**Task brief**
Show every line in the records below that contains the word "receiver".

**Source information**
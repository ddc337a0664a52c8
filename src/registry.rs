//! Thread-safe catalogue of component descriptors.
//!
//! The registry owns one [`BindableDescriptor`] per component id and hands out
//! `Arc`s, so configuration UIs, CLI help and documentation generators can all
//! read the same immutable trees concurrently.
//!
//! ## Usage
//!
//! ```ignore
//! let registry = DescriptorRegistry::new(DescriptorBuilder::new());
//! registry.describe_all(&[("lingo", &lingo), ("stc", &stc)])?;
//!
//! let lingo = registry.get("lingo").unwrap();
//! println!("{}", lingo.outline());
//! ```

use std::sync::Arc;

use indexmap::IndexMap;
use parking_lot::RwLock;
use rayon::prelude::*;
use smol_str::SmolStr;
use tracing::{debug, info};

use crate::descriptor::BindableDescriptor;
use crate::error::DescriptorError;
use crate::extract::{Bindable, DescriptorBuilder};

/// Component descriptors keyed by component id, in registration order.
#[derive(Debug, Default)]
pub struct DescriptorRegistry {
    builder: DescriptorBuilder,
    entries: RwLock<IndexMap<SmolStr, Arc<BindableDescriptor>>>,
}

impl DescriptorRegistry {
    pub fn new(builder: DescriptorBuilder) -> Self {
        Self {
            builder,
            entries: RwLock::new(IndexMap::new()),
        }
    }

    /// Register a ready-made descriptor, replacing any previous one for `id`.
    pub fn register(
        &self,
        id: impl Into<SmolStr>,
        descriptor: BindableDescriptor,
    ) -> Option<Arc<BindableDescriptor>> {
        let id = id.into();
        debug!("[REGISTRY] register '{}' ({} attribute(s))", id, descriptor.len());
        self.entries.write().insert(id, Arc::new(descriptor))
    }

    /// Describe one component and register it under `id`.
    pub fn describe(
        &self,
        id: impl Into<SmolStr>,
        component: &dyn Bindable,
    ) -> Result<Arc<BindableDescriptor>, DescriptorError> {
        let descriptor = Arc::new(self.builder.build(component)?);
        self.entries.write().insert(id.into(), Arc::clone(&descriptor));
        Ok(descriptor)
    }

    /// Describe independent components in parallel and register them in
    /// input order.
    ///
    /// Nothing is registered if any component fails to describe.
    pub fn describe_all(
        &self,
        components: &[(&str, &(dyn Bindable + Sync))],
    ) -> Result<(), DescriptorError> {
        let described: Vec<_> = components
            .par_iter()
            .map(|(id, component)| {
                self.builder
                    .build(*component)
                    .map(|descriptor| (SmolStr::new(id), Arc::new(descriptor)))
            })
            .collect::<Result<_, _>>()?;

        let mut entries = self.entries.write();
        for (id, descriptor) in described {
            entries.insert(id, descriptor);
        }
        info!("[REGISTRY] described {} component(s)", components.len());
        Ok(())
    }

    pub fn get(&self, id: &str) -> Option<Arc<BindableDescriptor>> {
        self.entries.read().get(id).cloned()
    }

    pub fn remove(&self, id: &str) -> Option<Arc<BindableDescriptor>> {
        self.entries.write().shift_remove(id)
    }

    pub fn contains(&self, id: &str) -> bool {
        self.entries.read().contains_key(id)
    }

    /// Registered ids in registration order.
    pub fn ids(&self) -> Vec<SmolStr> {
        self.entries.read().keys().cloned().collect()
    }

    pub fn len(&self) -> usize {
        self.entries.read().len()
    }

    pub fn is_empty(&self) -> bool {
        self.entries.read().is_empty()
    }
}
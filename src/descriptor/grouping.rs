//! Grouping strategies and the single-pass view collector.

use std::cmp::Ordering;
use std::fmt;
use std::str::FromStr;

use indexmap::IndexMap;
use rustc_hash::FxHashMap;
use smol_str::SmolStr;
use tracing::{trace, warn};

use super::{AttributeGroups, AttributeMap, BindableDescriptor};
use crate::attribute::{AttributeDescriptor, AttributeLevel};
use crate::base::{AttributeKey, Slot, TypeName};
use crate::error::DescriptorError;

/// The supported ways of partitioning attributes into groups.
#[derive(Debug, Clone, Copy, Default, PartialEq, Eq, Hash)]
#[cfg_attr(feature = "serde", derive(serde::Serialize))]
pub enum GroupingMethod {
    /// By the declared type of the slot holding the attribute's component.
    /// Attributes of the root component stay ungrouped.
    #[default]
    Structure,
    /// By [`AttributeLevel`]. Attributes without a level stay ungrouped.
    Level,
    /// By the semantic group name. Attributes without a group stay ungrouped.
    Group,
    /// No grouping at all.
    None,
}

impl GroupingMethod {
    pub const ALL: [GroupingMethod; 4] = [Self::Structure, Self::Level, Self::Group, Self::None];

    pub fn display(&self) -> &'static str {
        match self {
            Self::Structure => "STRUCTURE",
            Self::Level => "LEVEL",
            Self::Group => "GROUP",
            Self::None => "NONE",
        }
    }

    /// Compute the group an attribute falls into.
    ///
    /// `slot` is the slot holding the component that declares the attribute,
    /// or `None` for attributes of the root component.
    pub fn group_key(&self, slot: Option<&Slot>, attribute: &AttributeDescriptor) -> Option<GroupKey> {
        match self {
            Self::Structure => slot.map(|s| GroupKey::Structure(s.declared_type().clone())),
            Self::Level => attribute
                .metadata()
                .and_then(|m| m.level())
                .map(GroupKey::Level),
            Self::Group => attribute
                .metadata()
                .and_then(|m| m.group())
                .map(|g| GroupKey::Group(SmolStr::new(g))),
            Self::None => None,
        }
    }
}

impl fmt::Display for GroupingMethod {
    fn fmt(&self, f: &mut fmt::Formatter<'_>) -> fmt::Result {
        f.write_str(self.display())
    }
}

impl FromStr for GroupingMethod {
    type Err = DescriptorError;

    fn from_str(s: &str) -> Result<Self, Self::Err> {
        match s.trim().to_ascii_lowercase().as_str() {
            "structure" => Ok(Self::Structure),
            "level" => Ok(Self::Level),
            "group" => Ok(Self::Group),
            "none" | "flat" => Ok(Self::None),
            _ => Err(DescriptorError::unknown_grouping(s)),
        }
    }
}

/// Key of one attribute group.
///
/// All keys within one computed view share the same variant.
#[derive(Debug, Clone, PartialEq, Eq, Hash)]
pub enum GroupKey {
    Structure(TypeName),
    Level(AttributeLevel),
    Group(SmolStr),
}

impl GroupKey {
    fn rank(&self) -> u8 {
        match self {
            Self::Structure(_) => 0,
            Self::Level(_) => 1,
            Self::Group(_) => 2,
        }
    }

    /// Human-readable label of the group.
    pub fn label(&self) -> &str {
        match self {
            Self::Structure(ty) => ty.simple_name(),
            Self::Level(level) => level.display(),
            Self::Group(name) => name,
        }
    }
}

impl Ord for GroupKey {
    fn cmp(&self, other: &Self) -> Ordering {
        match (self, other) {
            (Self::Structure(a), Self::Structure(b)) => a
                .simple_name()
                .cmp(b.simple_name())
                .then_with(|| a.path().cmp(b.path())),
            (Self::Level(a), Self::Level(b)) => a.cmp(b),
            (Self::Group(a), Self::Group(b)) => a.cmp(b),
            _ => self.rank().cmp(&other.rank()),
        }
    }
}

impl PartialOrd for GroupKey {
    fn partial_cmp(&self, other: &Self) -> Option<Ordering> {
        Some(self.cmp(other))
    }
}

impl fmt::Display for GroupKey {
    fn fmt(&self, f: &mut fmt::Formatter<'_>) -> fmt::Result {
        f.write_str(self.label())
    }
}

/// The two derived views of a descriptor.
#[derive(Debug, Clone, Default)]
pub(crate) struct Views {
    pub(crate) ungrouped: AttributeMap,
    pub(crate) groups: AttributeGroups,
}

/// Collects both views in one depth-first pass over a descriptor tree.
pub(crate) struct ViewCollector {
    method: GroupingMethod,
    ungrouped: AttributeMap,
    groups: FxHashMap<GroupKey, AttributeMap>,
    /// Bucket each key currently lives in, for last-writer-wins moves.
    placement: FxHashMap<AttributeKey, Option<GroupKey>>,
}

impl ViewCollector {
    pub(crate) fn new(method: GroupingMethod) -> Self {
        Self {
            method,
            ungrouped: IndexMap::new(),
            groups: FxHashMap::default(),
            placement: FxHashMap::default(),
        }
    }

    /// Visit `node` and everything nested below it.
    ///
    /// Direct attributes are grouped relative to `slot`, the slot holding
    /// `node` in its parent. Nested components are visited in slot order,
    /// each relative to its own slot.
    pub(crate) fn visit(&mut self, node: &BindableDescriptor, slot: Option<&Slot>) {
        for attribute in node.direct_attributes().values() {
            let group = self.method.group_key(slot, attribute);
            trace!(
                "[GROUPING] {} -> {}",
                attribute.key(),
                group.as_ref().map(GroupKey::label).unwrap_or("<ungrouped>")
            );
            self.add(attribute, group);
        }

        for (child_slot, child) in node.nested() {
            self.visit(child, Some(child_slot));
        }
    }

    fn add(&mut self, attribute: &AttributeDescriptor, group: Option<GroupKey>) {
        let key = attribute.key().clone();

        if let Some(previous) = self.placement.insert(key.clone(), group.clone()) {
            warn!(
                "[GROUPING] duplicate attribute key '{}', keeping the last one visited",
                key
            );
            if previous != group {
                self.remove(&key, previous);
            }
        }

        match group {
            Some(group) => {
                self.groups.entry(group).or_default().insert(key, attribute.clone());
            }
            None => {
                self.ungrouped.insert(key, attribute.clone());
            }
        }
    }

    fn remove(&mut self, key: &AttributeKey, bucket: Option<GroupKey>) {
        match bucket {
            Some(group) => {
                if let Some(members) = self.groups.get_mut(&group) {
                    members.shift_remove(key);
                    if members.is_empty() {
                        self.groups.remove(&group);
                    }
                }
            }
            None => {
                self.ungrouped.shift_remove(key);
            }
        }
    }

    /// Order the groups and produce the final views.
    pub(crate) fn finish(self) -> Views {
        let mut groups: Vec<_> = self.groups.into_iter().collect();
        groups.sort_by(|(a, _), (b, _)| a.cmp(b));

        Views {
            ungrouped: self.ungrouped,
            groups: groups.into_iter().collect(),
        }
    }
}
//! Extraction: turning live components into descriptor trees.
//!
//! Components describe themselves by implementing [`Bindable`]: they list
//! their own attributes and the nested components they hold. There is no
//! runtime reflection; each implementation registers what it has.
//!
//! ```ignore
//! impl Bindable for Lingo {
//!     fn metadata(&self) -> BindableMetadata {
//!         BindableMetadata::new("Lingo").with_label("Lingo clustering")
//!     }
//!
//!     fn attributes(&self) -> Vec<AttributeDescriptor> {
//!         vec![AttributeDescriptor::new("Lingo.desiredClusterCount", "usize")
//!             .with_markers([Marker::Processing, Marker::Input])]
//!     }
//!
//!     fn nested(&self) -> Vec<NestedComponent<'_>> {
//!         vec![NestedComponent::of("stemmer", &self.stemmer)]
//!     }
//! }
//!
//! let descriptor = DescriptorBuilder::new().build(&lingo)?;
//! ```

mod builder;


use crate::attribute::{AttributeDescriptor, BindableMetadata};
use crate::base::{Slot, TypeName};

pub use builder::DescriptorBuilder;

/// A configurable component that can describe its own attributes.
pub trait Bindable {
    /// Human-readable metadata about the component.
    fn metadata(&self) -> BindableMetadata;

    /// Attributes declared directly on the component.
    fn attributes(&self) -> Vec<AttributeDescriptor>;

    /// Nested configurable components, one per slot.
    fn nested(&self) -> Vec<NestedComponent<'_>> {
        Vec::new()
    }

    /// Concrete type of the component.
    fn type_name(&self) -> TypeName {
        TypeName::of::<Self>()
    }
}

/// One nested component together with the slot holding it.
pub struct NestedComponent<'a> {
    pub slot: Slot,
    pub component: &'a dyn Bindable,
}

impl<'a> NestedComponent<'a> {
    pub fn new(slot: Slot, component: &'a dyn Bindable) -> Self {
        Self { slot, component }
    }

    /// Nested component in field `field`, declared with the static type `T`.
    pub fn of<T: Bindable>(field: &str, component: &'a T) -> Self {
        Self::new(Slot::new(field, TypeName::of::<T>()), component)
    }
}
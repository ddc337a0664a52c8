use std::borrow::Borrow;
use std::fmt;

use smol_str::SmolStr;

/// Stable identifier of one attribute.
///
/// Keys are dot-separated identifier segments, conventionally
/// `<DeclaringType>.<field>` (e.g. `Lingo.desiredClusterCount`).
#[derive(Debug, Clone, PartialEq, Eq, PartialOrd, Ord, Hash)]
#[cfg_attr(feature = "serde", derive(serde::Serialize), serde(transparent))]
pub struct AttributeKey(SmolStr);

impl AttributeKey {
    pub fn new(key: impl Into<SmolStr>) -> Self {
        Self(key.into())
    }

    /// Build the conventional `<Type>.<field>` key.
    pub fn qualified(type_simple_name: &str, field: &str) -> Self {
        Self(SmolStr::from(format!("{}.{}", type_simple_name, field)))
    }

    pub fn as_str(&self) -> &str {
        &self.0
    }

    /// The last dot-separated segment (the field part of a qualified key).
    pub fn field(&self) -> &str {
        self.0.rsplit('.').next().unwrap_or(&self.0)
    }

    /// Check every dot-separated segment is a Unicode identifier.
    pub fn is_well_formed(&self) -> bool {
        !self.0.is_empty() && self.0.split('.').all(is_identifier)
    }
}

fn is_identifier(segment: &str) -> bool {
    let mut chars = segment.chars();
    match chars.next() {
        Some(first) if first == '_' || unicode_ident::is_xid_start(first) => {
            chars.all(unicode_ident::is_xid_continue)
        }
        _ => false,
    }
}

impl fmt::Display for AttributeKey {
    fn fmt(&self, f: &mut fmt::Formatter<'_>) -> fmt::Result {
        f.write_str(&self.0)
    }
}

impl From<&str> for AttributeKey {
    fn from(key: &str) -> Self {
        Self::new(key)
    }
}

impl From<String> for AttributeKey {
    fn from(key: String) -> Self {
        Self::new(key)
    }
}

impl Borrow<str> for AttributeKey {
    fn borrow(&self) -> &str {
        &self.0
    }
}

impl AsRef<str> for AttributeKey {
    fn as_ref(&self) -> &str {
        &self.0
    }
}
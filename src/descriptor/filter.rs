//! Structural filtering of descriptor trees.
//!
//! [`BindableDescriptor::only`] rebuilds the whole tree keeping, at every
//! nesting level, only the attributes a predicate accepts. Nested components
//! are never dropped, even when nothing in them survives.
//!
//! The free functions in this module build the predicates configuration
//! views ask for most often.

use std::sync::Arc;

use tracing::debug;

use super::{AttributeMap, BindableDescriptor, NestedMap};
use crate::attribute::{AttributeDescriptor, AttributeLevel, Marker};

impl BindableDescriptor {
    /// Keep only the attributes for which `predicate` returns `true`.
    ///
    /// The result keeps the receiver's metadata and grouping method and the
    /// full slot structure of the tree.
    pub fn only<P>(&self, predicate: P) -> Self
    where
        P: Fn(&AttributeDescriptor) -> bool,
    {
        let filtered = self.only_dyn(&predicate);
        debug!(
            "[FILTER] {}: kept {} of {} attribute(s)",
            self.metadata().name,
            filtered.len(),
            self.len()
        );
        filtered
    }

    /// Keep only the attributes that carry every listed marker.
    ///
    /// With no markers the receiver is returned unchanged.
    pub fn only_marked(&self, markers: &[Marker]) -> Self {
        if markers.is_empty() {
            return self.clone();
        }
        self.only(|attribute| attribute.has_markers(markers))
    }

    fn only_dyn(&self, predicate: &dyn Fn(&AttributeDescriptor) -> bool) -> Self {
        let attributes: AttributeMap = self
            .direct_attributes()
            .iter()
            .filter(|(_, attribute)| predicate(*attribute))
            .map(|(key, attribute)| (key.clone(), attribute.clone()))
            .collect();

        let nested: NestedMap = self
            .nested()
            .iter()
            .map(|(slot, child)| (slot.clone(), child.only_dyn(predicate)))
            .collect();

        Self::from_parts(
            Arc::clone(self.shared_metadata()),
            Arc::new(attributes),
            Arc::new(nested),
            self.grouping(),
        )
    }
}

/// Accepts attributes carrying every marker in `markers`.
pub fn marked(markers: &[Marker]) -> impl Fn(&AttributeDescriptor) -> bool + '_ {
    move |attribute| attribute.has_markers(markers)
}

/// Accepts attributes not tagged [`Marker::Internal`].
pub fn public() -> impl Fn(&AttributeDescriptor) -> bool {
    |attribute| !attribute.has_marker(Marker::Internal)
}

/// Accepts attributes whose level is at most `level`.
///
/// Attributes without a level count as [`AttributeLevel::Basic`].
pub fn up_to_level(level: AttributeLevel) -> impl Fn(&AttributeDescriptor) -> bool {
    move |attribute| {
        attribute
            .metadata()
            .and_then(|m| m.level())
            .unwrap_or(AttributeLevel::Basic)
            <= level
    }
}

/// Accepts attributes in the semantic group `group`.
pub fn in_group(group: &str) -> impl Fn(&AttributeDescriptor) -> bool + '_ {
    move |attribute| attribute.metadata().and_then(|m| m.group()) == Some(group)
}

**Solution for this exercise**
    /// The result keeps the receiver's metadata and grouping method and the
    /// With no markers the receiver is returned unchanged.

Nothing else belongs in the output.